◆ THE TASK ◆
Each entry that follows needs to be written out exactly, with nothing left out.

'''

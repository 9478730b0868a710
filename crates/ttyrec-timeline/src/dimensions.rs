//! Terminal dimensions and how they were obtained.
//!
//! The renderer needs the size of the terminal the session was recorded in.
//! [`DimensionProbe`] tries each source in turn and records why every
//! skipped source was skipped:
//!
//! 1. dimensions given explicitly,
//! 2. the size of the controlling terminal,
//! 3. the `LINES` and `COLUMNS` environment variables,
//! 4. the 24x80 default.

use std::fmt;

use serde::{Deserialize, Serialize};

/// Default terminal height in rows.
pub const DEFAULT_HEIGHT: u16 = 24;

/// Default terminal width in columns.
pub const DEFAULT_WIDTH: u16 = 80;

/// Environment variable holding the terminal height.
pub const LINES_VAR: &str = "LINES";

/// Environment variable holding the terminal width.
pub const COLUMNS_VAR: &str = "COLUMNS";

/// Terminal size, serialized as `[height, width]`.
#[derive(Debug, Clone, Copy, PartialEq, Eq, Serialize, Deserialize)]
#[serde(from = "(u16, u16)", into = "(u16, u16)")]
pub struct Dimensions {
    /// Height in rows.
    pub height: u16,
    /// Width in columns.
    pub width: u16,
}

impl Dimensions {
    /// Create new dimensions.
    #[must_use]
    pub const fn new(height: u16, width: u16) -> Self {
        Self { height, width }
    }

    /// Standard 24x80 terminal.
    pub const STANDARD: Self = Self::new(DEFAULT_HEIGHT, DEFAULT_WIDTH);

    /// Whether either side is zero.
    #[must_use]
    pub const fn is_empty(&self) -> bool {
        self.height == 0 || self.width == 0
    }
}

impl Default for Dimensions {
    fn default() -> Self {
        Self::STANDARD
    }
}

impl fmt::Display for Dimensions {
    fn fmt(&self, f: &mut fmt::Formatter<'_>) -> fmt::Result {
        write!(f, "{}x{}", self.height, self.width)
    }
}

impl From<(u16, u16)> for Dimensions {
    fn from((height, width): (u16, u16)) -> Self {
        Self::new(height, width)
    }
}

impl From<Dimensions> for (u16, u16) {
    fn from(dim: Dimensions) -> Self {
        (dim.height, dim.width)
    }
}

/// Where the final dimensions came from.
#[derive(Debug, Clone, Copy, PartialEq, Eq)]
pub enum DimensionSource {
    /// Supplied by the caller.
    Explicit,
    /// Queried from the controlling terminal.
    Terminal,
    /// Read from `LINES` and `COLUMNS`.
    Environment,
    /// The 24x80 default.
    Default,
}

/// Why a source was passed over.
#[derive(Debug, Clone, PartialEq, Eq)]
pub enum FallbackReason {
    /// No dimensions were supplied.
    NotExplicit,
    /// Terminal probing was disabled, e.g. when replaying an existing log.
    ProbeDisabled,
    /// The terminal could not be queried.
    NotATerminal(String),
    /// A source reported a zero-sized terminal.
    ZeroSize(DimensionSource),
    /// An environment variable is not set.
    EnvMissing(&'static str),
    /// An environment variable is set but not a valid size.
    EnvInvalid {
        /// Variable name.
        var: &'static str,
        /// Its value.
        value: String,
    },
}

impl fmt::Display for FallbackReason {
    fn fmt(&self, f: &mut fmt::Formatter<'_>) -> fmt::Result {
        match self {
            Self::NotExplicit => f.write_str("no explicit dimensions"),
            Self::ProbeDisabled => f.write_str("terminal probing disabled"),
            Self::NotATerminal(reason) => write!(f, "terminal size unavailable: {reason}"),
            Self::ZeroSize(source) => write!(f, "{source:?} reported a zero size"),
            Self::EnvMissing(var) => write!(f, "{var} is not set"),
            Self::EnvInvalid { var, value } => write!(f, "{var}={value:?} is not a valid size"),
        }
    }
}

/// Result of a dimension probe.
#[derive(Debug, Clone, PartialEq, Eq)]
pub struct ProbedDimensions {
    /// The dimensions to use.
    pub dimensions: Dimensions,
    /// Where they came from.
    pub source: DimensionSource,
    /// Why each earlier source was skipped, in order.
    pub fallbacks: Vec<FallbackReason>,
}

/// Function used to ask the controlling terminal for its size.
pub type TerminalQuery = fn() -> std::io::Result<Dimensions>;

/// Resolves terminal dimensions through the fallback chain.
#[derive(Debug, Clone)]
pub struct DimensionProbe {
    explicit: Option<Dimensions>,
    probe_terminal: bool,
    terminal: TerminalQuery,
}

impl Default for DimensionProbe {
    fn default() -> Self {
        Self {
            explicit: None,
            probe_terminal: true,
            terminal: query_terminal,
        }
    }
}

impl DimensionProbe {
    /// Create a probe that queries the controlling terminal.
    #[must_use]
    pub fn new() -> Self {
        Self::default()
    }

    /// Use these dimensions if present.
    #[must_use]
    pub const fn explicit(mut self, dimensions: Option<Dimensions>) -> Self {
        self.explicit = dimensions;
        self
    }

    /// Enable or disable querying the controlling terminal and environment.
    ///
    /// With probing disabled, anything but explicit dimensions falls back to
    /// the default. This matches replaying a log recorded elsewhere, where the
    /// current terminal says nothing about the recording.
    #[must_use]
    pub const fn probe_terminal(mut self, probe: bool) -> Self {
        self.probe_terminal = probe;
        self
    }

    /// Replace the terminal query.
    #[must_use]
    pub fn with_terminal_query(mut self, query: TerminalQuery) -> Self {
        self.terminal = query;
        self
    }

    /// Resolve using the process environment.
    #[must_use]
    pub fn resolve(&self) -> ProbedDimensions {
        self.resolve_with(|name| std::env::var(name).ok())
    }

    /// Resolve using `lookup` for environment variables.
    #[must_use]
    pub fn resolve_with(&self, lookup: impl Fn(&str) -> Option<String>) -> ProbedDimensions {
        let mut fallbacks = Vec::new();

        if let Some(dimensions) = self.explicit {
            return found(dimensions, DimensionSource::Explicit, fallbacks);
        }
        fallbacks.push(FallbackReason::NotExplicit);

        if !self.probe_terminal {
            fallbacks.push(FallbackReason::ProbeDisabled);
            return found(Dimensions::STANDARD, DimensionSource::Default, fallbacks);
        }

        match (self.terminal)() {
            Ok(dimensions) if !dimensions.is_empty() => {
                return found(dimensions, DimensionSource::Terminal, fallbacks);
            }
            Ok(_) => fallbacks.push(FallbackReason::ZeroSize(DimensionSource::Terminal)),
            Err(e) => fallbacks.push(FallbackReason::NotATerminal(e.to_string())),
        }

        match env_dimensions(&lookup) {
            Ok(dimensions) if !dimensions.is_empty() => {
                return found(dimensions, DimensionSource::Environment, fallbacks);
            }
            Ok(_) => fallbacks.push(FallbackReason::ZeroSize(DimensionSource::Environment)),
            Err(reason) => fallbacks.push(reason),
        }

        found(Dimensions::STANDARD, DimensionSource::Default, fallbacks)
    }
}

fn found(
    dimensions: Dimensions,
    source: DimensionSource,
    fallbacks: Vec<FallbackReason>,
) -> ProbedDimensions {
    for reason in &fallbacks {
        tracing::debug!(%reason, "dimension source skipped");
    }
    tracing::debug!(%dimensions, ?source, "terminal dimensions resolved");
    ProbedDimensions {
        dimensions,
        source,
        fallbacks,
    }
}

fn query_terminal() -> std::io::Result<Dimensions> {
    let (cols, rows) = crossterm::terminal::size()?;
    Ok(Dimensions::new(rows, cols))
}

fn env_dimensions(
    lookup: &impl Fn(&str) -> Option<String>,
) -> std::result::Result<Dimensions, FallbackReason> {
    let height = env_size(lookup, LINES_VAR)?;
    let width = env_size(lookup, COLUMNS_VAR)?;
    Ok(Dimensions::new(height, width))
}

fn env_size(
    lookup: &impl Fn(&str) -> Option<String>,
    var: &'static str,
) -> std::result::Result<u16, FallbackReason> {
    let value = lookup(var).ok_or(FallbackReason::EnvMissing(var))?;
    value
        .trim()
        .parse()
        .map_err(|_| FallbackReason::EnvInvalid { var, value })
}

'''

◆ ANSWER SPACE ◆
repository 9478730b0868a710
filename crates/ttyrec-timeline/src/dimensions.rs
//! Terminal dimensions and how they were obtained.
//!
//! The renderer needs the size of the terminal the session was recorded in.
//! [`DimensionProbe`] tries each source in turn and records why every
//! skipped source was skipped:
//!
//! 1. dimensions given explicitly,
//! 2. the size of the controlling terminal,
//! 3. the `LINES` and `COLUMNS` environment variables,
//! 4. the 24x80 default.

use std::fmt;

use serde::{Deserialize, Serialize};

/// Default terminal height in rows.
pub const DEFAULT_HEIGHT: u16 = 24;

/// Default terminal width in columns.
pub const DEFAULT_WIDTH: u16 = 80;

/// Environment variable holding the terminal height.
pub const LINES_VAR: &str = "LINES";

/// Environment variable holding the terminal width.
pub const COLUMNS_VAR: &str = "COLUMNS";

/// Terminal size, serialized as `[height, width]`.
#[derive(Debug, Clone, Copy, PartialEq, Eq, Serialize, Deserialize)]
#[serde(from = "(u16, u16)", into = "(u16, u16)")]
pub struct Dimensions {
    /// Height in rows.
    pub height: u16,
    /// Width in columns.
    pub width: u16,
}

impl Dimensions {
    /// Create new dimensions.
    #[must_use]
    pub const fn new(height: u16, width: u16) -> Self {
        Self { height, width }
    }

    /// Standard 24x80 terminal.
    pub const STANDARD: Self = Self::new(DEFAULT_HEIGHT, DEFAULT_WIDTH);

    /// Whether either side is zero.
    #[must_use]
    pub const fn is_empty(&self) -> bool {
        self.height == 0 || self.width == 0
    }
}

impl Default for Dimensions {
    fn default() -> Self {
        Self::STANDARD
    }
}

impl fmt::Display for Dimensions {
    fn fmt(&self, f: &mut fmt::Formatter<'_>) -> fmt::Result {
        write!(f, "{}x{}", self.height, self.width)
    }
}

impl From<(u16, u16)> for Dimensions {
    fn from((height, width): (u16, u16)) -> Self {
        Self::new(height, width)
    }
}

impl From<Dimensions> for (u16, u16) {
    fn from(dim: Dimensions) -> Self {
        (dim.height, dim.width)
    }
}

/// Where the final dimensions came from.
#[derive(Debug, Clone, Copy, PartialEq, Eq)]
pub enum DimensionSource {
    /// Supplied by the caller.
    Explicit,
    /// Queried from the controlling terminal.
    Terminal,
    /// Read from `LINES` and `COLUMNS`.
    Environment,
    /// The 24x80 default.
    Default,
}

/// Why a source was passed over.
#[derive(Debug, Clone, PartialEq, Eq)]
pub enum FallbackReason {
    /// No dimensions were supplied.
    NotExplicit,
    /// Terminal probing was disabled, e.g. when replaying an existing log.
    ProbeDisabled,
    /// The terminal could not be queried.
    NotATerminal(String),
    /// A source reported a zero-sized terminal.
    ZeroSize(DimensionSource),
    /// An environment variable is not set.
    EnvMissing(&'static str),
    /// An environment variable is set but not a valid size.
    EnvInvalid {
        /// Variable name.
        var: &'static str,
        /// Its value.
        value: String,
    },
}

impl fmt::Display for FallbackReason {
    fn fmt(&self, f: &mut fmt::Formatter<'_>) -> fmt::Result {
        match self {
            Self::NotExplicit => f.write_str("no explicit dimensions"),
            Self::ProbeDisabled => f.write_str("terminal probing disabled"),
            Self::NotATerminal(reason) => write!(f, "terminal size unavailable: {reason}"),
            Self::ZeroSize(source) => write!(f, "{source:?} reported a zero size"),
            Self::EnvMissing(var) => write!(f, "{var} is not set"),
            Self::EnvInvalid { var, value } => write!(f, "{var}={value:?} is not a valid size"),
        }
    }
}

/// Result of a dimension probe.
#[derive(Debug, Clone, PartialEq, Eq)]
pub struct ProbedDimensions {
    /// The dimensions to use.
    pub dimensions: Dimensions,
    /// Where they came from.
    pub source: DimensionSource,
    /// Why each earlier source was skipped, in order.
    pub fallbacks: Vec<FallbackReason>,
}

/// Function used to ask the controlling terminal for its size.
pub type TerminalQuery = fn() -> std::io::Result<Dimensions>;

/// Resolves terminal dimensions through the fallback chain.
#[derive(Debug, Clone)]
pub struct DimensionProbe {
    explicit: Option<Dimensions>,
    probe_terminal: bool,
    terminal: TerminalQuery,
}

impl Default for DimensionProbe {
    fn default() -> Self {
        Self {
            explicit: None,
            probe_terminal: true,
            terminal: query_terminal,
        }
    }
}

impl DimensionProbe {
    /// Create a probe that queries the controlling terminal.
    #[must_use]
    pub fn new() -> Self {
        Self::default()
    }

    /// Use these dimensions if present.
    #[must_use]
    pub const fn explicit(mut self, dimensions: Option<Dimensions>) -> Self {
        self.explicit = dimensions;
        self
    }

    /// Enable or disable querying the controlling terminal and environment.
    ///
    /// With probing disabled, anything but explicit dimensions falls back to
    /// the default. This matches replaying a log recorded elsewhere, where the
    /// current terminal says nothing about the recording.
    #[must_use]
    pub const fn probe_terminal(mut self, probe: bool) -> Self {
        self.probe_terminal = probe;
        self
    }

    /// Replace the terminal query.
    #[must_use]
    pub fn with_terminal_query(mut self, query: TerminalQuery) -> Self {
        self.terminal = query;
        self
    }

    /// Resolve using the process environment.
    #[must_use]
    pub fn resolve(&self) -> ProbedDimensions {
        self.resolve_with(|name| std::env::var(name).ok())
    }

    /// Resolve using `lookup` for environment variables.
    #[must_use]
    pub fn resolve_with(&self, lookup: impl Fn(&str) -> Option<String>) -> ProbedDimensions {
        let mut fallbacks = Vec::new();

        if let Some(dimensions) = self.explicit {
            return found(dimensions, DimensionSource::Explicit, fallbacks);
        }
        fallbacks.push(FallbackReason::NotExplicit);

        if !self.probe_terminal {
            fallbacks.push(FallbackReason::ProbeDisabled);
            return found(Dimensions::STANDARD, DimensionSource::Default, fallbacks);
        }

        match (self.terminal)() {
            Ok(dimensions) if !dimensions.is_empty() => {
                return found(dimensions, DimensionSource::Terminal, fallbacks);
            }
            Ok(_) => fallbacks.push(FallbackReason::ZeroSize(DimensionSource::Terminal)),
            Err(e) => fallbacks.push(FallbackReason::NotATerminal(e.to_string())),
        }

        match env_dimensions(&lookup) {
            Ok(dimensions) if !dimensions.is_empty() => {
                return found(dimensions, DimensionSource::Environment, fallbacks);
            }
            Ok(_) => fallbacks.push(FallbackReason::ZeroSize(DimensionSource::Environment)),
            Err(reason) => fallbacks.push(reason),
        }

        found(Dimensions::STANDARD, DimensionSource::Default, fallbacks)
    }
}

fn found(
    dimensions: Dimensions,
    source: DimensionSource,
    fallbacks: Vec<FallbackReason>,
) -> ProbedDimensions {
    for reason in &fallbacks {
        tracing::debug!(%reason, "dimension source skipped");
    }
    tracing::debug!(%dimensions, ?source, "terminal dimensions resolved");
    ProbedDimensions {
        dimensions,
        source,
        fallbacks,
    }
}

fn query_terminal() -> std::io::Result<Dimensions> {
    let (cols, rows) = crossterm::terminal::size()?;
    Ok(Dimensions::new(rows, cols))
}

fn env_dimensions(
    lookup: &impl Fn(&str) -> Option<String>,
) -> std::result::Result<Dimensions, FallbackReason> {
    let height = env_size(lookup, LINES_VAR)?;
    let width = env_size(lookup, COLUMNS_VAR)?;
    Ok(Dimensions::new(height, width))
}

fn env_size(
    lookup: &impl Fn(&str) -> Option<String>,
    var: &'static str,
) -> std::result::Result<u16, FallbackReason> {
    let value = lookup(var).ok_or(FallbackReason::EnvMissing(var))?;
    value
        .trim()
        .parse()
        .map_err(|_| FallbackReason::EnvInvalid { var, value })
}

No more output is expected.